Ex-presidente sul-coreano que decretou Lei Marcial é condenado a 5 anos de prisão por abuso de poder

Justiça considera que ex-líder abusou do poder ao impor lei marcial e usar aparato de segurança presidencial em benefício próprio

O ex-presidente da Coreia do Sul, Yoon Suk Yeol, foi condenado nesta sexta-feira (16) a cinco anos de prisão por obstrução da Justiça, abuso de poder e outros crimes ligados à breve imposição de lei marcial em dezembro de 2024. A decisão marca a primeira de uma série de sentenças esperadas contra o ex-mandatário, cuja tentativa de suspender o governo civil desencadeou protestos em massa e uma grave crise institucional no país.

A condenação foi proferida pelo juiz Baek Dae-hyun, do Tribunal Distrital Central de Seul, que considerou Yoon culpado por impedir que investigadores o detivessem no curso das apurações. Segundo a sentença, o ex-presidente fez uso indevido das estruturas do Estado para proteger interesses pessoais, ultrapassando os limites constitucionais do cargo que ocupava.

Uso do aparato de segurança presidencial

Ao detalhar os fundamentos da decisão, o juiz afirmou que Yoon abusou do poder ao mobilizar funcionários do Serviço de Segurança Presidencial contra o próprio Estado. Segundo Baek, o ex-presidente transformou esses agentes em seus “guardas pessoais”, colocando-os a serviço de sua “própria segurança e interesses privados”.

A Justiça também considerou comprovado que Yoon excluiu integrantes do gabinete de uma reunião estratégica que tratava da decretação da lei marcial, o que foi interpretado como uma violação direta das normas constitucionais e dos princípios de colegialidade do governo.

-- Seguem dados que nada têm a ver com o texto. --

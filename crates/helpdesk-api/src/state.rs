//! Application state shared by the CLI commands and the HTTP handlers.
//!
//! The engine is built once from the loaded pack and shared read-only; there
//! is no other cross-request state.

use std::sync::Arc;

use helpdesk_core::engine::{RetrievalEngine, SharedEngine};
use helpdesk_infra::config::load_global_config;
use helpdesk_infra::data_dir::resolve_data_dir;
use helpdesk_infra::pack::load_pack;
use helpdesk_types::faq::FaqPack;

/// Shared application state: the response engine and the pack it was built from.
#[derive(Clone)]
pub struct AppState {
    pub engine: SharedEngine,
    pub pack: Arc<FaqPack>,
}

impl AppState {
    /// Resolve configuration, load the FAQ pack, and build the engine.
    ///
    /// Never fails: a missing config or a bad pack falls back to defaults
    /// (the loaders log what happened).
    pub async fn init() -> Self {
        let data_dir = resolve_data_dir();
        let config = load_global_config(&data_dir).await;
        let pack = load_pack(&config).await;
        let engine: SharedEngine = Arc::new(RetrievalEngine::from_pack(&pack, &config));

        Self {
            engine,
            pack: Arc::new(pack),
        }
    }
}
//! Conversational shortcuts answered before any ranking runs.
//!
//! Greetings, thanks, goodbyes, and human-handoff requests get fixed replies
//! at full confidence. Checks run against whole tokens, in a fixed order, so
//! "hi" does not fire inside "shipping".

use helpdesk_types::reply::{BotReply, MatchMethod};

const GREETING_TOKENS: &[&str] = &["hello", "hey", "hi"];
const FAREWELL_TOKENS: &[&str] = &["bye", "goodbye"];
const HANDOFF_TOKENS: &[&str] = &["agent", "human", "representative", "support"];

pub const GREETING_REPLY: &str = "Hello! How can I help you today?";
pub const THANKS_REPLY: &str = "You're welcome!";
pub const FAREWELL_REPLY: &str = "Goodbye! Have a great day.";
pub const HANDOFF_REPLY: &str =
    "I can connect you to a human agent. Please provide contact details.";

/// Match an utterance's tokens against the shortcut rules.
pub fn shortcut(tokens: &[String]) -> Option<BotReply> {
    let has_any = |needles: &[&str]| tokens.iter().any(|t| needles.contains(&t.as_str()));

    if has_any(GREETING_TOKENS) {
        return Some(BotReply::rule(GREETING_REPLY, MatchMethod::Greeting));
    }
    if tokens.iter().any(|t| t.starts_with("thank")) {
        return Some(BotReply::rule(THANKS_REPLY, MatchMethod::Thanks));
    }
    if has_any(FAREWELL_TOKENS) {
        return Some(BotReply::rule(FAREWELL_REPLY, MatchMethod::Farewell));
    }
    if has_any(HANDOFF_TOKENS) {
        return Some(BotReply::rule(HANDOFF_REPLY, MatchMethod::Handoff));
    }
    None
}
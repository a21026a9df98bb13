//! Global configuration loader for Helpdesk.
//!
//! Reads `config.toml` from the data directory (`~/.helpdesk/` in
//! production) and deserializes it into [`GlobalConfig`]. Falls back to
//! defaults when the file is missing or malformed.

use std::path::Path;

use helpdesk_types::config::GlobalConfig;

/// Load global configuration from `{data_dir}/config.toml`.
///
/// - If the file does not exist, returns [`GlobalConfig::default()`].
/// - If the file exists but fails to parse, logs a warning and returns the default.
/// - If the file exists and parses successfully, returns the parsed config.
pub async fn load_global_config(data_dir: &Path) -> GlobalConfig {
    let config_path = data_dir.join("config.toml");

    let content = match tokio::fs::read_to_string(&config_path).await {
        Ok(content) => content,
        Err(err) if err.kind() == std::io::ErrorKind::NotFound => {
            tracing::debug!("No config.toml found at {}, using defaults", config_path.display());
            return GlobalConfig::default();
        }
        Err(err) => {
            tracing::warn!("Failed to read {}: {err}, using defaults", config_path.display());
            return GlobalConfig::default();
        }
    };

    match toml::from_str::<GlobalConfig>(&content) {
        Ok(config) => config,
        Err(err) => {
            tracing::warn!(
                "Failed to parse {}: {err}, using defaults",
                config_path.display()
            );
            GlobalConfig::default()
        }
    }
}
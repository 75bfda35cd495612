use std::path::{Path, PathBuf};

use tokio::{fs, process::Command};
use tracing::info;

use crate::{
    alignment::align,
    cache::get_model_dir,
    config::AlignConfig,
    error::{LyricsyncError, Result},
    provider::Backend,
    srt::render,
    transcription::{TranscriptionHints, TranscriptionProvider},
    types::{AlignedCue, LyricLine, Transcript},
};

/// Rendered subtitles together with the cues they came from.
#[derive(Debug, Clone)]
pub struct Subtitles {
    pub cues: Vec<AlignedCue>,
    pub text: String,
}

impl Subtitles {
    pub fn low_confidence_count(&self) -> usize {
        self.cues.iter().filter(|c| c.is_low_confidence()).count()
    }
}

/// Download a ggml whisper model into the cache unless it is already there.
pub async fn ensure_model(root_cache_dir: &Path, model_name: &str) -> Result<PathBuf> {
    let download_url = format!("{}/{}", Backend::Whisper.config().api_url, model_name);
    let model_dir = get_model_dir(root_cache_dir);

    if !model_dir.exists() {
        fs::create_dir_all(&model_dir).await?;
    }

    let model_path = model_dir.join(model_name);
    if !model_path.exists() {
        info!(url = %download_url, "downloading whisper model");
        let partial = model_dir.join(format!("{}.part", model_name));
        let output = Command::new("curl")
            .arg("-fL")
            .arg(&download_url)
            .arg("-o")
            .arg(&partial)
            .output()
            .await?;

        if !output.status.success() {
            let _ = fs::remove_file(&partial).await;
            return Err(LyricsyncError::ModelDownloadFailed {
                url: download_url,
                reason: String::from_utf8_lossy(&output.stderr).to_string(),
            });
        }
        fs::rename(&partial, &model_path).await?;
    }

    Ok(model_path)
}

/// Convert any audio ffmpeg understands to 16 kHz mono 16-bit PCM WAV
pub async fn extract_audio(input_path: &Path, wav_path: &Path) -> Result<()> {
    let output = Command::new("ffmpeg")
        .arg("-y")
        .arg("-i")
        .arg(input_path)
        .arg("-vn")
        .arg("-acodec")
        .arg("pcm_s16le")
        .arg("-ar")
        .arg("16000")
        .arg("-ac")
        .arg("1")
        .arg(wav_path)
        .output()
        .await?;

    if !output.status.success() {
        return Err(LyricsyncError::AudioExtractionFailed {
            audio_path: input_path.to_path_buf(),
            reason: String::from_utf8_lossy(&output.stderr).to_string(),
        });
    }

    Ok(())
}

/// Load a transcript from a cached file
pub async fn load_transcript(path: &Path) -> Result<Transcript> {
    let json_content = fs::read_to_string(path).await?;
    let transcript: Transcript = serde_json::from_str(&json_content)?;
    Ok(transcript)
}

/// Save a transcript to a file
pub async fn save_transcript(transcript: &Transcript, path: &Path) -> Result<()> {
    if let Some(parent) = path.parent() {
        fs::create_dir_all(parent).await?;
    }
    let pretty_json = serde_json::to_string_pretty(transcript)?;
    fs::write(path, &pretty_json).await?;
    Ok(())
}

/// Transcribe `audio_path`, reusing the transcript at `transcript_path` when
/// present and `force` is not set.
pub async fn transcribe_cached(
    provider: &dyn TranscriptionProvider,
    audio_path: &Path,
    transcript_path: &Path,
    hints: &TranscriptionHints,
    force: bool,
) -> Result<Transcript> {
    if !force && transcript_path.exists() {
        info!(path = %transcript_path.display(), "using cached transcript");
        return load_transcript(transcript_path).await;
    }

    info!(provider = provider.name(), audio = %audio_path.display(), "transcribing");
    let transcript = provider.transcribe(audio_path, hints).await?;
    save_transcript(&transcript, transcript_path).await?;
    Ok(transcript)
}

/// Align the transcript against the lyrics and render SubRip text.
pub fn build_subtitles(
    transcript: &Transcript,
    lyrics: &[LyricLine],
    config: &AlignConfig,
) -> Result<Subtitles> {
    let cues = align(&transcript.segments, lyrics, config)?;
    let text = render(&cues)?;
    Ok(Subtitles { cues, text })
}

/// Write rendered subtitles, creating the parent directory if needed.
pub async fn write_subtitles(subtitles: &Subtitles, path: &Path) -> Result<()> {
    if let Some(parent) = path.parent().filter(|p| !p.as_os_str().is_empty()) {
        fs::create_dir_all(parent).await?;
    }
    fs::write(path, &subtitles.text).await?;
    Ok(())
}
use serde::{Deserialize, Serialize};

use crate::error::{LyricsyncError, Result};

/// Tunables for the alignment engine.
#[derive(Debug, Clone, PartialEq, Serialize, Deserialize)]
#[serde(default)]
pub struct AlignConfig {
    /// Largest segment/lyric count difference still paired index-for-index.
    pub count_tolerance: usize,
    /// Minimum similarity for a recovery-path match to be trusted.
    pub acceptance_threshold: f64,
    /// Duration in seconds given to synthetic cues and to degenerate ones.
    pub min_duration: f64,
}

impl AlignConfig {
    pub const DEFAULT_COUNT_TOLERANCE: usize = 1;
    pub const DEFAULT_ACCEPTANCE_THRESHOLD: f64 = 0.3;
    pub const DEFAULT_MIN_DURATION: f64 = 1.0;

    pub fn validate(&self) -> Result<()> {
        if !(0.0..=1.0).contains(&self.acceptance_threshold) {
            return Err(LyricsyncError::invalid_input(format!(
                "acceptance_threshold must be within [0, 1], got {}",
                self.acceptance_threshold
            )));
        }
        if !self.min_duration.is_finite() || self.min_duration <= 0.0 {
            return Err(LyricsyncError::invalid_input(format!(
                "min_duration must be a positive number of seconds, got {}",
                self.min_duration
            )));
        }
        Ok(())
    }
}

impl Default for AlignConfig {
    fn default() -> Self {
        Self {
            count_tolerance: Self::DEFAULT_COUNT_TOLERANCE,
            acceptance_threshold: Self::DEFAULT_ACCEPTANCE_THRESHOLD,
            min_duration: Self::DEFAULT_MIN_DURATION,
        }
    }
}
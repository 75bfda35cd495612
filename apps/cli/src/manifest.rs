use std::path::{Path, PathBuf};

use anyhow::{Context, Result};
use lyricsync_core::{AlignConfig, TranscriptionHints};
use serde::Deserialize;

use crate::job::{SongJob, default_output_path};

/// Batch manifest: a list of songs plus optional shared alignment settings.
///
/// ```json
/// {
///   "align": { "acceptance_threshold": 0.4 },
///   "songs": [
///     { "audio": "bilvashtakam.mp3", "lyrics": "bilvashtakam.txt", "language": "te" }
///   ]
/// }
/// ```
///
/// Relative paths resolve against the manifest's directory.
#[derive(Debug, Deserialize)]
pub struct Manifest {
    #[serde(default)]
    pub align: Option<AlignConfig>,
    pub songs: Vec<ManifestSong>,
}

#[derive(Debug, Deserialize)]
pub struct ManifestSong {
    pub audio: PathBuf,
    pub lyrics: PathBuf,
    #[serde(default)]
    pub output: Option<PathBuf>,
    #[serde(default)]
    pub language: Option<String>,
    #[serde(default)]
    pub prompt: Option<String>,
}

impl Manifest {
    pub async fn load(path: &Path) -> Result<Self> {
        let content = tokio::fs::read_to_string(path)
            .await
            .with_context(|| format!("reading manifest {}", path.display()))?;
        serde_json::from_str(&content).with_context(|| format!("parsing manifest {}", path.display()))
    }

    /// Turn manifest entries into jobs. Song-level language/prompt override
    /// the command line defaults in `hints`.
    pub fn into_jobs(
        self,
        base_dir: &Path,
        hints: &TranscriptionHints,
        prompt_with_lyrics: bool,
    ) -> Vec<SongJob> {
        self.songs
            .into_iter()
            .map(|song| {
                let audio = base_dir.join(song.audio);
                let output = song
                    .output
                    .map(|o| base_dir.join(o))
                    .unwrap_or_else(|| default_output_path(&audio));
                SongJob {
                    lyrics: base_dir.join(song.lyrics),
                    output,
                    hints: TranscriptionHints {
                        language: song.language.or_else(|| hints.language.clone()),
                        prompt: song.prompt.or_else(|| hints.prompt.clone()),
                    },
                    prompt_with_lyrics,
                    audio,
                }
            })
            .collect()
    }
}
//! Transcription providers.
//!
//! Every backend turns an audio file into an ordered list of timed segments;
//! the aligner never needs to know which one produced them.

pub mod deepgram;
pub mod elevenlabs;
pub mod whisper;

use std::{path::Path, time::Duration};

use async_trait::async_trait;

use crate::{
    error::{LyricsyncError, Result},
    types::Transcript,
};

pub use deepgram::DeepgramProvider;
pub use elevenlabs::ElevenLabsProvider;
pub use whisper::WhisperProvider;

/// Optional recognition hints passed through to the backend.
#[derive(Debug, Clone, Default)]
pub struct TranscriptionHints {
    /// ISO-639-1 code such as `te` or `en`.
    pub language: Option<String>,
    /// Free text that primes the recognizer, e.g. the expected lyrics.
    pub prompt: Option<String>,
}

#[async_trait]
pub trait TranscriptionProvider: Send + Sync {
    fn name(&self) -> &'static str;

    async fn transcribe(&self, audio_path: &Path, hints: &TranscriptionHints)
    -> Result<Transcript>;
}

/// Upper bound for one hosted transcription request, upload included.
pub const REQUEST_TIMEOUT: Duration = Duration::from_secs(600);

pub(crate) fn http_client(provider: &'static str) -> Result<reqwest::Client> {
    reqwest::Client::builder()
        .timeout(REQUEST_TIMEOUT)
        .build()
        .map_err(|e| LyricsyncError::provider(provider, e))
}

pub(crate) fn audio_mime_type(path: &Path) -> &'static str {
    let ext = path
        .extension()
        .map(|e| e.to_string_lossy().to_lowercase())
        .unwrap_or_default();
    match ext.as_str() {
        "mp3" => "audio/mpeg",
        "wav" => "audio/wav",
        "flac" => "audio/flac",
        "m4a" | "mp4" => "audio/mp4",
        "ogg" | "opus" => "audio/ogg",
        "webm" => "audio/webm",
        _ => "application/octet-stream",
    }
}
use std::{
    path::{Path, PathBuf},
    sync::Arc,
    time::{Duration, Instant},
};

use anyhow::{Context, Result};
use clap::{Args, Parser, Subcommand, ValueEnum};
use console::style;
use indicatif::{MultiProgress, ProgressBar, ProgressStyle};
use lyricsync_core::{
    AlignConfig, Backend, Subtitles, TranscriptionHints, build_subtitles, ensure_model,
    format_alignment_summary, get_root_cache_dir, load_transcript, read_lyrics, write_subtitles,
};
use tokio::{sync::Semaphore, task::JoinSet};
use tracing_subscriber::{EnvFilter, layer::SubscriberExt, util::SubscriberInitExt};

use crate::{
    job::{JobContext, SongJob, default_output_path, job_label, run_song},
    manifest::Manifest,
};

mod job;
mod manifest;

fn format_duration(d: Duration) -> String {
    let secs = d.as_secs_f64();
    if secs < 60.0 {
        format!("{:.1}s", secs)
    } else {
        format!("{:.0}m {:.0}s", (secs / 60.0).floor(), secs % 60.0)
    }
}

/// CLI wrapper for Backend enum (needed for clap ValueEnum)
#[derive(Clone, Copy, Default, ValueEnum)]
enum CliBackend {
    #[default]
    Whisper,
    Deepgram,
    Elevenlabs,
}

impl From<CliBackend> for Backend {
    fn from(cli: CliBackend) -> Self {
        match cli {
            CliBackend::Whisper => Backend::Whisper,
            CliBackend::Deepgram => Backend::Deepgram,
            CliBackend::Elevenlabs => Backend::Elevenlabs,
        }
    }
}

#[derive(Parser)]
#[command(name = "lyricsync")]
#[command(about = "Transcribe songs and align the timestamps with reference lyrics into SRT subtitles")]
struct Cli {
    #[command(subcommand)]
    command: Command,
}

#[derive(Subcommand)]
enum Command {
    /// Transcribe an audio file and align it with its lyrics
    Align {
        /// Audio file (anything ffmpeg can read)
        audio: PathBuf,

        /// Lyrics file, one line per subtitle
        lyrics: PathBuf,

        /// Output SRT path. Defaults to the audio path with an .srt extension.
        #[arg(short, long)]
        output: Option<PathBuf>,

        #[command(flatten)]
        transcription: TranscriptionArgs,

        #[command(flatten)]
        align: AlignArgs,
    },

    /// Align an existing transcript JSON with lyrics, no transcription
    Realign {
        /// Transcript JSON as written to the cache
        transcript: PathBuf,

        /// Lyrics file, one line per subtitle
        lyrics: PathBuf,

        /// Output SRT path. Defaults to the transcript path with an .srt extension.
        #[arg(short, long)]
        output: Option<PathBuf>,

        #[command(flatten)]
        align: AlignArgs,
    },

    /// Subtitle every song listed in a JSON manifest
    Batch {
        /// Manifest with a `songs` array of {audio, lyrics, output?, language?, prompt?}
        manifest: PathBuf,

        /// Songs processed at the same time
        #[arg(short, long, default_value_t = 2)]
        jobs: usize,

        #[command(flatten)]
        transcription: TranscriptionArgs,

        #[command(flatten)]
        align: AlignArgs,
    },
}

#[derive(Args, Clone)]
struct TranscriptionArgs {
    /// Transcription backend
    #[arg(short, long, default_value = "whisper")]
    backend: CliBackend,

    /// Spoken language (e.g., "te", "en"). Detected when omitted.
    #[arg(short, long)]
    lang: Option<String>,

    /// Free text to prime the recognizer with
    #[arg(long, conflicts_with = "prompt_with_lyrics")]
    prompt: Option<String>,

    /// Prime the recognizer with the reference lyrics
    #[arg(long)]
    prompt_with_lyrics: bool,

    /// Whisper ggml model file name
    #[arg(long, default_value = "ggml-medium-q5_0.bin")]
    model: String,

    /// Force re-processing even if cached files exist
    #[arg(short, long)]
    force: bool,
}

impl TranscriptionArgs {
    fn hints(&self) -> TranscriptionHints {
        TranscriptionHints {
            language: self.lang.clone(),
            prompt: self.prompt.clone(),
        }
    }
}

#[derive(Args, Clone)]
struct AlignArgs {
    /// Minimum similarity for a recovered match to be trusted
    #[arg(long)]
    threshold: Option<f64>,

    /// Largest segment/lyric count difference paired line-for-line
    #[arg(long)]
    tolerance: Option<usize>,

    /// Seconds given to synthetic cues and zero-length segments
    #[arg(long)]
    min_duration: Option<f64>,
}

impl AlignArgs {
    /// Flags given on the command line win over `base`.
    fn apply(&self, base: AlignConfig) -> Result<AlignConfig> {
        let config = AlignConfig {
            acceptance_threshold: self.threshold.unwrap_or(base.acceptance_threshold),
            count_tolerance: self.tolerance.unwrap_or(base.count_tolerance),
            min_duration: self.min_duration.unwrap_or(base.min_duration),
        };
        config.validate()?;
        Ok(config)
    }
}

fn create_spinner(msg: &str) -> ProgressBar {
    let pb = ProgressBar::new_spinner();
    pb.set_style(spinner_style());
    pb.set_message(msg.to_string());
    pb.enable_steady_tick(Duration::from_millis(80));
    pb
}

fn spinner_style() -> ProgressStyle {
    ProgressStyle::default_spinner()
        .tick_chars("⠁⠂⠄⡀⢀⠠⠐⠈ ")
        .template("{spinner:.cyan} {msg}")
        .unwrap_or_else(|_| ProgressStyle::default_spinner())
}

extern "C" fn whisper_log_callback(
    _level: u32,
    _message: *const std::ffi::c_char,
    _user_data: *mut std::ffi::c_void,
) {
    // silent
}

fn init_tracing() {
    tracing_subscriber::registry()
        .with(
            EnvFilter::try_from_default_env()
                .unwrap_or_else(|_| "lyricsync=warn,lyricsync_core=warn".into()),
        )
        .with(tracing_subscriber::fmt::layer().with_writer(std::io::stderr))
        .init();
}

fn print_banner() {
    println!(
        "\n{}  {}\n",
        style("lyricsync").cyan().bold(),
        style("Lyrics Aligner").dim()
    );
}

fn print_result(subtitles: &Subtitles, output: &Path, elapsed: Duration) {
    let low = subtitles.low_confidence_count();
    let confidence = if low == 0 {
        style("all cues matched".to_string()).green()
    } else {
        style(format!("{} low-confidence", low)).yellow()
    };
    println!(
        "{} {} cues, {} {}",
        style("✓").green().bold(),
        subtitles.cues.len(),
        confidence,
        style(format!("[{}]", format_duration(elapsed))).dim()
    );
    println!(
        "\n{} {}\n",
        style("Saved:").dim(),
        style(output.display()).cyan()
    );
    println!("{}", style("─".repeat(60)).dim());
    println!("{}", format_alignment_summary(&subtitles.cues));
}

/// Resolve the whisper model when needed and build the transcription context.
async fn prepare_context(
    transcription: &TranscriptionArgs,
    align: AlignConfig,
) -> Result<JobContext> {
    let backend: Backend = transcription.backend.into();
    let root_cache_dir = get_root_cache_dir();

    let model_path = if backend == Backend::Whisper {
        unsafe {
            whisper_rs::set_log_callback(Some(whisper_log_callback), std::ptr::null_mut());
        }
        println!("{} Checking model...", style("✓").green().bold());
        Some(ensure_model(&root_cache_dir, &transcription.model).await?)
    } else {
        None
    };

    let provider = backend.build(model_path)?;
    let model = match backend {
        Backend::Whisper => transcription.model.clone(),
        _ => backend.config().model.to_string(),
    };

    Ok(JobContext {
        backend,
        model,
        provider: Arc::from(provider),
        root_cache_dir,
        align,
        force: transcription.force,
    })
}

async fn run_align(
    audio: PathBuf,
    lyrics: PathBuf,
    output: Option<PathBuf>,
    transcription: TranscriptionArgs,
    align: AlignArgs,
) -> Result<()> {
    let config = align.apply(AlignConfig::default())?;
    print_banner();
    let ctx = prepare_context(&transcription, config).await?;
    println!("{}", style("─".repeat(60)).dim());

    let job = SongJob {
        output: output.unwrap_or_else(|| default_output_path(&audio)),
        audio,
        lyrics,
        hints: transcription.hints(),
        prompt_with_lyrics: transcription.prompt_with_lyrics,
    };

    let start = Instant::now();
    let spinner = create_spinner(&format!("{}: starting", job_label(&job)));
    let result = run_song(&job, &ctx, &spinner).await;
    spinner.finish_and_clear();

    let subtitles = result.with_context(|| format!("subtitling {}", job.audio.display()))?;
    print_result(&subtitles, &job.output, start.elapsed());
    Ok(())
}

async fn run_realign(
    transcript: PathBuf,
    lyrics: PathBuf,
    output: Option<PathBuf>,
    align: AlignArgs,
) -> Result<()> {
    let config = align.apply(AlignConfig::default())?;
    let start = Instant::now();

    let transcript_data = load_transcript(&transcript)
        .await
        .with_context(|| format!("loading transcript {}", transcript.display()))?;
    let lyric_lines = read_lyrics(&lyrics)
        .await
        .with_context(|| format!("reading lyrics {}", lyrics.display()))?;

    let subtitles = build_subtitles(&transcript_data, &lyric_lines, &config)?;
    let output = output.unwrap_or_else(|| transcript.with_extension("srt"));
    write_subtitles(&subtitles, &output).await?;

    print_result(&subtitles, &output, start.elapsed());
    Ok(())
}

async fn run_batch(
    manifest_path: PathBuf,
    jobs: usize,
    transcription: TranscriptionArgs,
    align: AlignArgs,
) -> Result<()> {
    let manifest = Manifest::load(&manifest_path).await?;
    let config = align.apply(manifest.align.clone().unwrap_or_default())?;
    let base_dir = manifest_path
        .parent()
        .map(Path::to_path_buf)
        .unwrap_or_default();
    let songs = manifest.into_jobs(
        &base_dir,
        &transcription.hints(),
        transcription.prompt_with_lyrics,
    );

    print_banner();
    let ctx = Arc::new(prepare_context(&transcription, config).await?);
    println!("{}", style("─".repeat(60)).dim());

    let total_start = Instant::now();
    let limit = Arc::new(Semaphore::new(jobs.max(1)));
    let bars = MultiProgress::new();
    let mut set = JoinSet::new();

    for song in songs {
        let ctx = Arc::clone(&ctx);
        let limit = Arc::clone(&limit);
        let bar = bars.add(ProgressBar::new_spinner());
        bar.set_style(spinner_style());
        bar.set_message(format!("{}: queued", job_label(&song)));
        bar.enable_steady_tick(Duration::from_millis(80));

        set.spawn(async move {
            let _permit = limit.acquire_owned().await;
            let start = Instant::now();
            let result = run_song(&song, &ctx, &bar).await;
            match &result {
                Ok(subtitles) => bar.finish_with_message(format!(
                    "{} {} → {} ({} cues, {} low-confidence) {}",
                    style("✓").green().bold(),
                    job_label(&song),
                    song.output.display(),
                    subtitles.cues.len(),
                    subtitles.low_confidence_count(),
                    style(format!("[{}]", format_duration(start.elapsed()))).dim()
                )),
                Err(e) => bar.finish_with_message(format!(
                    "{} {}: {}",
                    style("✗").red().bold(),
                    job_label(&song),
                    e
                )),
            }
            result.is_ok()
        });
    }

    let mut succeeded = 0;
    let mut failed = 0;
    while let Some(joined) = set.join_next().await {
        match joined {
            Ok(true) => succeeded += 1,
            Ok(false) => failed += 1,
            Err(e) => {
                tracing::error!(error = %e, "batch task panicked");
                failed += 1;
            }
        }
    }

    println!(
        "\n{} {} succeeded, {} failed in {}\n",
        style("Batch:").dim(),
        style(succeeded).green().bold(),
        style(failed).red().bold(),
        style(format_duration(total_start.elapsed())).cyan().bold()
    );

    if failed > 0 {
        anyhow::bail!("{} of {} songs failed", failed, succeeded + failed);
    }
    Ok(())
}

#[tokio::main]
async fn main() -> Result<()> {
    init_tracing();
    let cli = Cli::parse();

    let outcome = match cli.command {
        Command::Align {
            audio,
            lyrics,
            output,
            transcription,
            align,
        } => run_align(audio, lyrics, output, transcription, align).await,
        Command::Realign {
            transcript,
            lyrics,
            output,
            align,
        } => run_realign(transcript, lyrics, output, align).await,
        Command::Batch {
            manifest,
            jobs,
            transcription,
            align,
        } => run_batch(manifest, jobs, transcription, align).await,
    };

    if let Err(e) = outcome {
        eprintln!("{} {:#}", style("Error:").red().bold(), e);
        std::process::exit(1);
    }

    Ok(())
}

#[cfg(test)]
mod tests {
    use super::*;

    #[test]
    fn cli_parses_align_flags() {
        let cli = Cli::try_parse_from([
            "lyricsync",
            "align",
            "song.mp3",
            "song.txt",
            "-b",
            "deepgram",
            "-l",
            "te",
            "--threshold",
            "0.45",
        ])
        .unwrap();

        let Command::Align {
            transcription,
            align,
            ..
        } = cli.command
        else {
            panic!("expected align");
        };
        assert_eq!(Backend::from(transcription.backend), Backend::Deepgram);
        assert_eq!(transcription.hints().language.as_deref(), Some("te"));
        let config = align.apply(AlignConfig::default()).unwrap();
        assert_eq!(config.acceptance_threshold, 0.45);
        assert_eq!(config.min_duration, AlignConfig::DEFAULT_MIN_DURATION);
    }

    #[test]
    fn flags_override_manifest_config() {
        let args = AlignArgs {
            threshold: None,
            tolerance: Some(0),
            min_duration: None,
        };
        let base = AlignConfig {
            acceptance_threshold: 0.6,
            ..AlignConfig::default()
        };

        let config = args.apply(base).unwrap();

        assert_eq!(config.acceptance_threshold, 0.6);
        assert_eq!(config.count_tolerance, 0);
    }

    #[test]
    fn invalid_threshold_is_rejected() {
        let args = AlignArgs {
            threshold: Some(2.0),
            tolerance: None,
            min_duration: None,
        };
        assert!(args.apply(AlignConfig::default()).is_err());
    }

    #[test]
    fn formats_durations() {
        assert_eq!(format_duration(Duration::from_millis(1500)), "1.5s");
        assert_eq!(format_duration(Duration::from_secs(125)), "2m 5s");
    }
}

“Apesar de ter o dever, acima de todos os outros, de defender a Constituição e observar o estado de direito como presidente, o réu, em vez disso, demonstrou uma atitude que desrespeitou a Constituição”, afirmou o juiz Baek durante a leitura da sentença. “A culpabilidade do réu é extremamente grave”, completou.

Absolvição parcial e possibilidade de recurso

Yoon, no entanto, foi absolvido da acusação de falsificação de documentos oficiais, por falta de provas suficientes, segundo o tribunal. A sentença estabelece um prazo de sete dias para que o ex-presidente apresente recurso contra a condenação.

Durante o processo, os promotores haviam pedido uma pena de dez anos de prisão. Yoon, por sua vez, sustentou ao longo do julgamento que não violou nenhuma lei ao decretar a lei marcial, argumentando que agiu dentro das prerrogativas constitucionais do cargo.

Do lado de fora do tribunal, apoiadores do ex-presidente reagiram inicialmente em silêncio ao anúncio da condenação. Minutos depois, passaram a gritar palavras de ordem como “Yoon de novo!”, em demonstração de apoio.

Reação da defesa

Os advogados do ex-presidente criticaram duramente a decisão. Para a defesa, a sentença estabelece um precedente perigoso ao confundir o exercício da autoridade constitucional com responsabilidade criminal.

“A sentença simplifica a fronteira entre o exercício da autoridade constitucional de um presidente e a responsabilidade criminal”, afirmaram os advogados em nota. A advogada Yu Jeong-hwa reforçou o argumento ao falar com jornalistas: “Se esse raciocínio for permitido, nenhum futuro presidente poderá agir decisivamente em tempos de crise”.

Outros processos e acusações mais graves

A condenação desta sexta-feira ocorre poucos dias depois de os promotores, em um processo separado, terem pedido que Yoon fosse condenado à morte por seu papel como “líder de uma insurreição” ao orquestrar a imposição da lei marcial. Segundo a acusação, o ex-presidente mereceria a punição máxima por não demonstrar “nenhum remorso” por ações que ameaçaram “a ordem constitucional e a democracia”.

Mesmo que venha a ser considerado culpado nesse caso, é altamente improvável que a pena capital seja executada. A Coreia do Sul mantém, desde 1997, uma política não oficial de moratória das execuções.

Em audiência realizada na terça-feira (13), Yoon reiterou sua defesa ao afirmar que o “exercício dos poderes de emergência constitucionais de um presidente para proteger a nação e defender a ordem constitucional não pode ser considerado um ato de insurreição”.

O tribunal deve decidir sobre as acusações de insurreição em 19 de fevereiro. Além disso, Yoon ainda responde a um terceiro processo, no qual é acusado de ajudar o inimigo. Nesse caso, os promotores investigam alegações de que ele teria ordenado voos de drones sobre a Coreia do Norte com o objetivo de reforçar o argumento político para decretar a lei marcial.